Historicism, Gnosis & Event Horizons

Historicism, Gnosis, Event Horizons


Don't read, just listen:

My setting of Djuna Barnes' "Pastoral". In "Pastoral", Barnes finds comfort with animals. In her novel Ryder, in her wonderful story, "A Boy Asks a Question", Barnes uses words to take us away from words. From "A Boy Asks a Question"--Do you observe animals? Do you? What would all your troubles mean to an animal?

We grew up thinking historically—one paradigm supplants another, enfolds and transcends.

We survived into an age that is offended by historical narratives. They grow too grand and too oppressive; they are foisted on us by entrenched authorities. Notions of a linear path are deconstructed, reduced to power plays.

I approach the problem by considering aesthetic event horizons.
Here are three examples—

—the air of other planets
“Atonality” is still maligned and despised after 115 years.

—the conspicuous 3:2 polyrhythms in John Adams’ music strikes me as a message, a gesture of fealty to Phillip Glass. An artifact of a capitulation and a rallying cry for a rebellion.

—noise in German music

Please add to the list.

Capitulation to any of these is a gnosis. We see something that we cannot un-see, hear something we cannot un-hear; we cannot un-experience. The experience touched the core of our being, becoming an essential part of us.

The flip side of this gnosis is that it was readied by a shared exhaustion from entrenched paradigms—the classic Alexandrine, the bad habits of late Romanticism, the bad habits of high 20th C. Modernism, the bad habits of early 21st C. German noise music.

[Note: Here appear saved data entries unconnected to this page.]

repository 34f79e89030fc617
pub mod error_location;
pub mod redact_error;
//! Fakes and fixtures shared by the integration tests.
//!
//! - `FakeAdmin` answers admin commands without a server and can release a
//!   held admin port when asked to stop the domain
//! - `CountingLauncher` records launch attempts and never spawns anything
//! - `Recorder` and `CollectingSink` capture task notifications and log lines

use tooling_core::admin::{AdminCommand, AdminResult, AdminTarget, ServerAdmin};
use tooling_core::config::ToolingConfig;
use tooling_core::error::process::ProcessError;
use tooling_core::lifecycle::task::TaskListener;
use tooling_core::log_view::pipeline::{LogSink, RenderedLine};
use tooling_core::process::ServerProcess;
use tooling_core::process::launch::ProcessLauncher;

use common::ErrorLocation;

use models::{ServerInstance, TaskEvent, TaskState};

use std::net::TcpListener;
use std::panic::Location;
use std::sync::atomic::{AtomicUsize, Ordering};
use std::sync::{Mutex, PoisonError};
use std::time::Duration;

use async_trait::async_trait;

/// How [`FakeAdmin`] answers `version`.
#[derive(Clone)]
pub enum VersionAnswer {
    Reports(String),
    RejectsCredentials,
}

pub struct FakeAdmin {
    version: VersionAnswer,
    /// Dropped on `stop-domain`, closing the admin port.
    held_port: Mutex<Option<TcpListener>>,
    pub calls: AtomicUsize,
}

impl FakeAdmin {
    pub fn new(version: VersionAnswer) -> Self {
        Self {
            version,
            held_port: Mutex::new(None),
            calls: AtomicUsize::new(0),
        }
    }

    pub fn reporting(version: &str) -> Self {
        Self::new(VersionAnswer::Reports(version.to_string()))
    }

    pub fn holding(self, listener: TcpListener) -> Self {
        *self.held_port.lock().unwrap_or_else(PoisonError::into_inner) = Some(listener);
        self
    }
}

#[async_trait]
impl ServerAdmin for FakeAdmin {
    async fn exec(&self, _target: &AdminTarget, command: AdminCommand) -> AdminResult {
        self.calls.fetch_add(1, Ordering::SeqCst);
        match command {
            AdminCommand::Version => match &self.version {
                VersionAnswer::Reports(version) => AdminResult::completed(version.clone()),
                VersionAnswer::RejectsCredentials => {
                    AdminResult::auth_rejected(TaskEvent::AuthFailedHttp, "HTTP 401")
                }
            },
            AdminCommand::StopDomain => {
                self.held_port
                    .lock()
                    .unwrap_or_else(PoisonError::into_inner)
                    .take();
                AdminResult::completed("Command stop-domain executed successfully.")
            }
            AdminCommand::Locations => AdminResult::failed("not supported"),
        }
    }
}

#[derive(Default)]
pub struct CountingLauncher {
    pub launches: AtomicUsize,
}

impl ProcessLauncher for CountingLauncher {
    fn launch(&self, _instance: &ServerInstance) -> Result<ServerProcess, ProcessError> {
        self.launches.fetch_add(1, Ordering::SeqCst);
        Err(ProcessError::Configuration {
            message: String::from("launching disabled in tests"),
            location: ErrorLocation::from(Location::caller()),
        })
    }
}

#[derive(Default)]
pub struct Recorder {
    events: Mutex<Vec<(TaskState, TaskEvent, String)>>,
}

impl Recorder {
    pub fn events(&self) -> Vec<(TaskState, TaskEvent, String)> {
        self.events
            .lock()
            .unwrap_or_else(PoisonError::into_inner)
            .clone()
    }

    pub fn last(&self) -> Option<(TaskState, TaskEvent, String)> {
        self.events().pop()
    }
}

impl TaskListener for Recorder {
    fn operation_state_changed(&self, state: TaskState, event: TaskEvent, message: &str) {
        self.events
            .lock()
            .unwrap_or_else(PoisonError::into_inner)
            .push((state, event, message.to_string()));
    }
}

#[derive(Default)]
pub struct CollectingSink {
    lines: Mutex<Vec<String>>,
}

impl CollectingSink {
    pub fn lines(&self) -> Vec<String> {
        self.lines
            .lock()
            .unwrap_or_else(PoisonError::into_inner)
            .clone()
    }
}

impl LogSink for CollectingSink {
    fn line(&self, _instance: &str, line: RenderedLine) {
        self.lines
            .lock()
            .unwrap_or_else(PoisonError::into_inner)
            .push(line.text);
    }
}

/// Short timeouts so failing paths finish quickly.
pub fn fast_config() -> ToolingConfig {
    let mut config = ToolingConfig::default();
    config.status.poll_interval_ms = 50;
    config.status.monitor_settle_ms = 2000;
    config.status.connect_timeout_ms = 200;
    config.status.admin_timeout_ms = 1000;
    config.lifecycle.start_timeout_secs = 2;
    config.lifecycle.stop_timeout_secs = 2;
    config.lifecycle.restart_delay_secs = 0;
    config.lifecycle.kill_grace_ms = 500;
    config.lifecycle.kill_poll_ms = 20;
    config.lifecycle.wait_tick_ms = 20;
    config.log.read_delay_ms = 20;
    config
}

/// A listening socket standing in for a server's admin port.
pub fn occupied_port() -> (TcpListener, u16) {
    let listener = TcpListener::bind("127.0.0.1:0").expect("bind test listener");
    let port = listener.local_addr().expect("listener address").port();
    (listener, port)
}

/// A port nothing listens on.
pub fn closed_port() -> u16 {
    let (_listener, port) = occupied_port();
    port
}

/// Descriptor of a local domain under `domains_dir` whose admin port is `admin_port`.
pub fn local_instance(name: &str, domains_dir: &std::path::Path, admin_port: u16) -> ServerInstance {
    ServerInstance::builder()
        .with_name(name)
        .with_host("127.0.0.1")
        .with_admin_port(admin_port)
        .with_http_port(if admin_port == 8080 { 8081 } else { 8080 })
        .with_domains_dir(domains_dir)
        .build()
        .expect("valid test descriptor")
}

/// Poll `condition` every few milliseconds until it holds or `limit` passes.
pub async fn eventually(limit: Duration, mut condition: impl FnMut() -> bool) -> bool {
    let deadline = tokio::time::Instant::now() + limit;
    while tokio::time::Instant::now() < deadline {
        if condition() {
            return true;
        }
        tokio::time::sleep(Duration::from_millis(10)).await;
    }
    condition()
}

A transformational gnosis is real, and part of that is motivated by exhaustion, an overwhelming need for something different. The collective aspect is important. This becomes of firestorm of desire.

Air of other planets: “atonality” (not the best word, but the one that has stuck) creates its gnostics and its agnostics. For both, “atonality” becomes an ideology. Entrenchment ensues, bad habits develop.

3:2 polyrhythm: consonance (a backlash against dissonance and modernist bad habits) becomes an ideology, but this is not merely reactionary. Some of us experienced various gnoses, for example, a phasing gnosis, a supply-side phenomenon; we never knew we wanted to hear 16th phase into 32nd notes. We were taught to want something.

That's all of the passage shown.